You want me to put that needle where?

19 Jun

When did plastic surgery become a thing that people to the right of California would have to worry about?

 I don’t feel that old… yet… but amongst my friends, I think I was the only one shocked when a botox birthday party came on the menu??

Hold on one second. At near…. Ahhhheeemmmm 27….. I just bought my first bout of anti-wrinkle cream … and use it like I’m a tender 45-year -old –Bravo-housewife burn victim.

And yes, I’m comfortable with that.

I was sure I had at least a decade until needles and Meg Ryan dreams were involved in my daily routine.

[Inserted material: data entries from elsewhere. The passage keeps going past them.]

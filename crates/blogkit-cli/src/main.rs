//! # blogkit CLI
//!
//! Scaffolds the zemenay blog kit routes into a Next.js app router project.
//!
//! ## Startup sequence
//!
//! 1. Parse global arguments (clap handles `--version` early-exit).
//! 2. Initialise the tracing subscriber (logging).
//! 3. Resolve the [`Action`] from the remaining tokens.
//! 4. Load configuration (files + env + defaults) when scaffolding.
//! 5. Build the [`OutputManager`].
//! 6. Run the action, translating any [`CliError`] into a user-facing
//!    message and exit code.
//!
//! ## Exit codes
//!
//! | Code | Meaning                                  |
//! |------|------------------------------------------|
//! |  0   | Success or help                          |
//! |  1   | Unknown command, internal / system error |
//! |  2   | Malformed global flags                   |
//! |  4   | Configuration error                      |

use std::process::ExitCode;

use clap::Parser;
use tracing::{debug, info, instrument};

use crate::{
    cli::{Action, Cli, GlobalArgs},
    config::AppConfig,
    error::{CliError, CliResult},
    logging::init_logging,
    output::OutputManager,
};

mod cli;
mod commands;
mod config;
mod error;
mod logging;
mod output;

fn main() -> ExitCode {
    // Load .env before anything else, including tracing init.
    // Silently ignored if .env doesn't exist.
    let _ = dotenvy::dotenv();

    // ── 1. Parse arguments ────────────────────────────────────────────────
    let cli = match Cli::try_parse() {
        Ok(cli) => cli,
        Err(e) => {
            // --version lands here too, as a non-error "error".
            let _ = e.print();
            return ExitCode::from(if e.use_stderr() { 2 } else { 0 });
        }
    };

    // ── 2. Initialise tracing ─────────────────────────────────────────────
    if let Err(e) = init_logging(&cli.global) {
        eprintln!("Failed to initialise logging: {e}");
        return ExitCode::from(1);
    }

    debug!(
        verbose = cli.global.verbose,
        quiet = cli.global.quiet,
        no_color = cli.global.no_color,
        rest = ?cli.rest,
        "CLI started"
    );

    let project_root = match std::env::current_dir() {
        Ok(dir) => dir,
        Err(e) => return handle_error(CliError::from(e), &cli.global, None),
    };

    // ── 3. Resolve the action ─────────────────────────────────────────────
    let action = Action::resolve(&cli.tokens());

    // ── 4. Load configuration (scaffold only) ─────────────────────────────
    let config = match &action {
        Action::Scaffold(_) => {
            match AppConfig::load(cli.global.config.as_deref(), &project_root) {
                Ok(cfg) => cfg,
                Err(e) => {
                    let err = CliError::ConfigError {
                        message: format!("{e:#}"),
                        source: Some(e.into()),
                    };
                    return handle_error(err, &cli.global, None);
                }
            }
        }
        Action::Help | Action::Unknown(_) => AppConfig::default(),
    };

    // ── 5. Build output manager ───────────────────────────────────────────
    let output = OutputManager::new(&cli.global, &config);

    // ── 6. Dispatch + error handling ──────────────────────────────────────
    match run(action, &config, &output, &project_root) {
        Ok(()) => {
            info!("blogkit completed successfully");
            ExitCode::SUCCESS
        }
        Err(e) => handle_error(e, &cli.global, Some(&output)),
    }
}

/// Dispatch to the correct command handler.
#[instrument(skip_all)]
fn run(
    action: Action,
    config: &AppConfig,
    output: &OutputManager,
    project_root: &std::path::Path,
) -> CliResult<()> {
    match action {
        Action::Help => commands::help::execute(output),
        Action::Scaffold(flags) => {
            commands::scaffold::execute(flags, config, output, project_root)
        }
        Action::Unknown(command) => Err(CliError::UnknownCommand { command }),
    }
}

/// Translate a `CliError` into a user message and an appropriate exit code.
///
/// An unknown command is followed by the help text on stdout.
fn handle_error(err: CliError, global: &GlobalArgs, output: Option<&OutputManager>) -> ExitCode {
    err.log();

    let verbose = global.verbose > 0;
    let color = output.is_none_or(OutputManager::supports_color) && !global.no_color;
    let msg = if color && std::io::IsTerminal::is_terminal(&std::io::stderr()) {
        err.format_colored(verbose)
    } else {
        err.format_plain(verbose)
    };
    eprint!("{msg}");

    if let (CliError::UnknownCommand { .. }, Some(output)) = (&err, output) {
        let _ = commands::help::execute(output);
    }

    ExitCode::from(err.exit_code())
}

// ── tests ─────────────────────────────────────────────────────────────────────

#[cfg(test)]
mod tests {
    use super::*;
    use clap::CommandFactory;

    #[test]
    fn cli_version_matches_cargo() {
        let cmd = Cli::command();
        assert_eq!(cmd.get_version(), Some(env!("CARGO_PKG_VERSION")));
    }

    #[test]
    fn cli_has_author() {
        let cmd = Cli::command();
        assert!(cmd.get_author().is_some());
    }
}
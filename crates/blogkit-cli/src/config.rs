//! Application configuration.
//!
//! [`AppConfig`] is loaded once at startup and passed down by value.  The
//! CLI layer owns config; the core crate only sees the resulting
//! [`ScaffoldConfig`].
//!
//! # Resolution order (highest priority first)
//!
//! 1. Scaffold flags (applied by the `scaffold` command, not here)
//! 2. `BLOGKIT_*` environment variables, `__` between nested keys
//!    (`BLOGKIT_DEFAULTS__ADMIN_PATH=dashboard`)
//! 3. The file passed with `--config` (must exist)
//! 4. `.blogkit.toml` in the project root
//! 5. `config.toml` in the platform config directory
//! 6. Built-in defaults

use std::path::{Path, PathBuf};

use anyhow::Context;
use config::{Config, Environment, File, FileFormat};
use serde::{Deserialize, Serialize};
use tracing::debug;

use blogkit_core::domain::{RoutePath, ScaffoldConfig, ScaffoldConfigBuilder};

/// File name of the per-project configuration.
pub const LOCAL_CONFIG_FILE: &str = ".blogkit.toml";

/// Application configuration.
#[derive(Debug, Clone, Default, PartialEq, Eq, Serialize, Deserialize)]
#[serde(default)]
pub struct AppConfig {
    /// Package the generated files import from.
    pub package: Option<String>,
    /// Route defaults used when a scaffold flag is absent.
    pub defaults: Defaults,
    /// Output settings.
    pub output: OutputConfig,
}

#[derive(Debug, Clone, Default, PartialEq, Eq, Serialize, Deserialize)]
#[serde(default)]
pub struct Defaults {
    pub base_path: Option<String>,
    pub admin_path: Option<String>,
    pub auth_path: Option<String>,
}

#[derive(Debug, Clone, Default, PartialEq, Eq, Serialize, Deserialize)]
#[serde(default)]
pub struct OutputConfig {
    pub no_color: bool,
}

impl AppConfig {
    /// Load configuration for a project rooted at `project_root`.
    ///
    /// `explicit` is the path passed with `--config`; unlike the global and
    /// local files it is an error for it to be missing.
    pub fn load(explicit: Option<&Path>, project_root: &Path) -> anyhow::Result<Self> {
        Self::load_from(Self::config_path(), project_root, explicit)
    }

    /// [`Self::load`] with the global file location supplied by the caller.
    pub fn load_from(
        global: Option<PathBuf>,
        project_root: &Path,
        explicit: Option<&Path>,
    ) -> anyhow::Result<Self> {
        let mut builder = Config::builder();

        if let Some(global) = global {
            debug!(path = %global.display(), "global config candidate");
            builder = builder.add_source(
                File::from(global)
                    .format(FileFormat::Toml)
                    .required(false),
            );
        }

        let local = project_root.join(LOCAL_CONFIG_FILE);
        builder = builder.add_source(
            File::from(local)
                .format(FileFormat::Toml)
                .required(false),
        );

        if let Some(explicit) = explicit {
            if !explicit.is_file() {
                anyhow::bail!("config file not found: {}", explicit.display());
            }
            builder = builder.add_source(File::from(explicit).format(FileFormat::Toml));
        }

        builder = builder.add_source(
            Environment::with_prefix("BLOGKIT")
                .prefix_separator("_")
                .separator("__")
                .try_parsing(true),
        );

        let config: Self = builder
            .build()
            .context("failed to read configuration")?
            .try_deserialize()
            .context("invalid configuration")?;

        debug!(?config, "configuration loaded");
        Ok(config)
    }

    /// Path to the global configuration file.
    ///
    /// Uses `directories::ProjectDirs` for cross-platform correctness.
    pub fn config_path() -> Option<PathBuf> {
        directories::ProjectDirs::from("com", "blogkit", "blogkit")
            .map(|d| d.config_dir().join("config.toml"))
    }

    /// A scaffold builder seeded from the configured defaults.
    ///
    /// Routes from configuration go through the same normalization as flags;
    /// a value that normalizes to nothing is an error here, since it was
    /// written on purpose.
    pub fn scaffold_builder(&self) -> anyhow::Result<ScaffoldConfigBuilder> {
        let mut builder = ScaffoldConfig::builder();

        if let Some(package) = &self.package {
            if package.trim().is_empty() {
                anyhow::bail!("package must not be empty");
            }
            builder = builder.package(package.trim());
        }
        if let Some(path) = configured_route("defaults.base_path", &self.defaults.base_path)? {
            builder = builder.base_path(path);
        }
        if let Some(path) = configured_route("defaults.admin_path", &self.defaults.admin_path)? {
            builder = builder.admin_path(path);
        }
        if let Some(path) = configured_route("defaults.auth_path", &self.defaults.auth_path)? {
            builder = builder.auth_path(path);
        }

        Ok(builder)
    }
}

fn configured_route(key: &str, value: &Option<String>) -> anyhow::Result<Option<RoutePath>> {
    value
        .as_deref()
        .map(|raw| RoutePath::parse(raw).with_context(|| format!("invalid {key}")))
        .transpose()
}
//! Application services - orchestrate use cases.

pub mod layout_detector;
pub mod scaffold_service;

pub use layout_detector::LayoutDetector;
pub use scaffold_service::ScaffoldService;
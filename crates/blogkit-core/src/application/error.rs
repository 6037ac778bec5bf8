//! Application layer errors.
//!
//! These errors represent failures in orchestration, not business logic.
//! Business logic errors are `DomainError` from `crate::domain`.

use std::path::PathBuf;
use thiserror::Error;

use crate::error::ErrorCategory;

/// Errors that occur during application orchestration.
#[derive(Debug, Error, Clone)]
pub enum ApplicationError {
    /// No template registered for an artifact.
    #[error("No template registered for '{artifact}'")]
    TemplateNotFound { artifact: String },

    /// Template rendering failed.
    #[error("Template rendering failed: {reason}")]
    RenderingFailed { reason: String },

    /// Filesystem operation failed.
    #[error("Filesystem error at {path}: {reason}")]
    FilesystemError { path: PathBuf, reason: String },

    /// Shared adapter state was poisoned.
    #[error("Adapter lock poisoned: {name}")]
    LockPoisoned { name: &'static str },
}

impl ApplicationError {
    /// Get user-actionable suggestions.
    pub fn suggestions(&self) -> Vec<String> {
        match self {
            Self::FilesystemError { path, .. } => vec![
                format!("Failed to access: {}", path.display()),
                "Check that you have write permissions".into(),
                "Check available disk space".into(),
            ],
            Self::TemplateNotFound { .. } | Self::RenderingFailed { .. } => vec![
                "The built-in templates could not be rendered".into(),
                "This is likely a bug, please report it".into(),
            ],
            Self::LockPoisoned { .. } => vec!["Check the error details above".into()],
        }
    }

    /// Get error category.
    pub fn category(&self) -> ErrorCategory {
        match self {
            Self::TemplateNotFound { .. } => ErrorCategory::NotFound,
            Self::RenderingFailed { .. }
            | Self::FilesystemError { .. }
            | Self::LockPoisoned { .. } => ErrorCategory::Internal,
        }
    }
}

I don’t do needles… hence why I don’t have tattoos or attempt to save lives by giving blood and plasma (know, I know… I would really just be doing it for the $$… you caught me).  I was hoping for at least another two decades for some Mark Zuckerburg-type to invent a permanent 21-year-old hologram to go parading around in my place once I found that hill everyone is talking about … and trip over it.

Plus, when did it become fun to have a birthday party where everyone gets stabbed on purpose?? I think I would rather join the cast of Saw 56 and just be pushed into a vat of syringes.

Is there a certain age that women can look to start maintaining their beauty? Have we all lost our minds and are wrinkles before the age of 30 “white girl problem” #6,000,005.3?

 Or is there really something graceful about taking age as it is… finding ourselves caking on the makeup and dying from over face hydration and whatever cancer is in anti-wrinkle cream and homemade face masks made of mayonnaise and foot smell…

…or possibly the answer is just committing suicide when the first crow’s feet pop up to say good morning.

Invitations for my debut botox party are already in the mail.